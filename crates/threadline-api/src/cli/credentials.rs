//! Credential resolution for `chat` and `ask`.
//!
//! Flags and environment variables win; anything missing is prompted for
//! (interactive commands only).

use anyhow::{Result, bail};
use console::style;
use dialoguer::{Input, Password};

use threadline_types::assistant::Credentials;

use super::CredentialArgs;

/// Build credentials from flags alone. Used by non-interactive commands.
pub fn from_args(args: &CredentialArgs) -> Result<Credentials> {
    let Some(api_key) = non_blank(args.api_key.as_deref()) else {
        bail!("missing API key: pass --api-key or set OPENAI_API_KEY");
    };
    let Some(assistant_id) = non_blank(args.assistant_id.as_deref()) else {
        bail!("missing assistant id: pass --assistant-id or set OPENAI_ASSISTANT_ID");
    };
    Ok(Credentials::new(api_key, assistant_id))
}

/// Build credentials from flags, prompting for whatever is missing.
pub fn resolve_interactive(args: &CredentialArgs) -> Result<Credentials> {
    let api_key = match non_blank(args.api_key.as_deref()) {
        Some(key) => key.to_string(),
        None => prompt_api_key()?,
    };
    let assistant_id = match non_blank(args.assistant_id.as_deref()) {
        Some(id) => id.to_string(),
        None => prompt_assistant_id(None)?,
    };
    Ok(Credentials::new(api_key, assistant_id))
}

/// Prompt for both values again after a failed initialization.
///
/// The previous assistant id is offered as the default.
pub fn reenter(previous_assistant_id: &str) -> Result<Credentials> {
    let api_key = prompt_api_key()?;
    let assistant_id = prompt_assistant_id(Some(previous_assistant_id))?;
    Ok(Credentials::new(api_key, assistant_id))
}

fn prompt_api_key() -> Result<String> {
    Ok(Password::new()
        .with_prompt(format!("Enter your {}", style("OpenAI API key").bold()))
        .interact()?)
}

fn prompt_assistant_id(default: Option<&str>) -> Result<String> {
    let mut input = Input::<String>::new().with_prompt(format!("Enter the {}", style("assistant id").bold()));
    if let Some(default) = default {
        input = input.default(default.to_string());
    }
    Ok(input.interact_text()?)
}

fn non_blank(value: Option<&str>) -> Option<&str> {
    value.map(str::trim).filter(|v| !v.is_empty())
}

- - - -

Task requirements:
If "missing" is in a line of the listing above, count that line; give the final number and nothing more.

Problem solution:
4